The court further explained that a difference between physical danger, such as a sand bank or reef, and political danger is that later when has to be assessed is necessarily subjective. Therefore a test proposed by Parker LJ goes to ask "if a reasonably careful charterer would on the facts known have concluded that the port was prospectively unsafe". His Lordship upon examining and explaining such Iran-Iraq war authorities as The Evia (No. 2) (H.L.)  2 Lloyd’s Rep. 307;  1 A.C. 736; (C.A.)  1 Lloyd’s Rep. 334 and Uni-Ocean Lines Ltd. v C-Trade S.A. (The Lucille), (C.A.)  1 Lloyd’s Rep. 244;  1 Lloyd’s Rep. 387, Parker LJ concluded at p.551 that:
[it] does not mean that [port] is unsafe unless shown to be absolutely safe. It will not, in circumstances such as the present, be regarded as unsafe unless the "political" risk is sufficient for a reasonable shipowner or master to decline to send or sail his vessel there.

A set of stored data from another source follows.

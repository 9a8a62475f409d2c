pub mod manifest;
pub mod scan;

use pcd_core::ReconstructionError;

pub trait ScanRowReader {
    fn next_row(&mut self) -> Result<Option<Vec<f64>>, ReconstructionError>;
}
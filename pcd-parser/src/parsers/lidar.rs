use std::path::PathBuf;

use pcd_core::{scan::DecodedStream, ReconstructionError};

use crate::{decoder::decode, reader::scan::read_scan_table};

use super::{Parser, ParserProvider};

pub struct LidarParserProvider {
    pub filename: PathBuf,
    pub translate_offset: Option<f64>,
}

impl ParserProvider for LidarParserProvider {
    fn get_parser(&self) -> Box<dyn Parser> {
        Box::new(LidarParser {
            filename: self.filename.clone(),
            translate_offset: self.translate_offset,
        })
    }
}

/// Reads one scanner's distance table and decodes it into scan lines.
pub struct LidarParser {
    pub filename: PathBuf,
    pub translate_offset: Option<f64>,
}

impl Parser for LidarParser {
    fn parse(&self) -> Result<DecodedStream, ReconstructionError> {
        let table = read_scan_table(&self.filename)?;
        let stream = decode(&table, self.translate_offset);
        log::debug!(
            "decoded {} scan lines from {:?} (translate: {:?})",
            stream.len(),
            self.filename,
            self.translate_offset
        );
        Ok(stream)
    }
}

That decision corresponds well with the latest authorities which acknowledge the view that basic risk to the integrity of his vessel is upon its owner. Thus, whether a reasonable shipowner should be inclined to refuse nomination or refuse to go port when he doubts it safety, such owner takes the risk of being able to establish a legitimate basis for his refusal.
In either case, of course, the owner takes the risk of being able to establish a legitimate basis for his refusal. Thus it might be that what entitles the owner to refuse to proceed is that an order to go to an unsafe berth is an illegitimate order not because of any implied warranty of safety but because of an obligation not to nominate an impossible port (or berth) which, if persisted in, might amount to a repudiation, or at least to a frustration of the contract. A similar problem might arise if a valid nomination of a port or berth (even if warranted safe) becomes unsafe as a result of some abnormal occurrence after nomination (a problem left open in The Evia (No 2) at 749, 764/5). In such a case it is an open question whether a voyage charter is frustrated, or whether the charterer must renominate, or whether the problem is to be resolved by other terms of the contract…

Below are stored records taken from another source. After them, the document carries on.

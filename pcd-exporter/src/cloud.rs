use std::{
    fs::{self, File},
    io::{self, BufWriter, Write},
    path::Path,
};

use pcd_core::{pointcloud::point::PointCloud, ReconstructionError};

/// `Cloud_<id>.txt`
pub fn cloud_file_name(file_id: &str) -> String {
    format!("Cloud_{}.txt", file_id)
}

/// Writes one `x y z` row per point, in meters with 4 decimals.
pub fn write_cloud<W: Write>(writer: &mut W, cloud: &PointCloud) -> io::Result<()> {
    for point in &cloud.points {
        let [x, y, z] = point.to_array();
        writeln!(writer, "{:.4} {:.4} {:.4}", x, y, z)?;
    }
    Ok(())
}

pub fn export_cloud(path: &Path, cloud: &PointCloud) -> Result<(), ReconstructionError> {
    if let Some(parent) = path.parent() {
        fs::create_dir_all(parent)?;
    }

    let mut writer = BufWriter::new(File::create(path)?);
    write_cloud(&mut writer, cloud)?;
    writer.flush()?;

    log::debug!("wrote {} points to {:?}", cloud.len(), path);
    Ok(())
}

Mediterranean Salvage & Towage Ltd v Seamar Trading & Commerce Inc (The Reborn)  EWCA Civ 531, per Rix LJ at para58.
It, however, remains to be seen whether charterers are in breach of safe port warranty when the vessel sent and subsequently damaged in such places and ports like Lagos, Bonny river and off the Nigerian / Benin coast up to about 150nm. The fact of regular announcements about pirates attacks will probably easily fit The Saga Cob test when such attacks will result in damage to the ship and the cargo, at the very least these accidents can hardly be described as "isolated abnormal incident".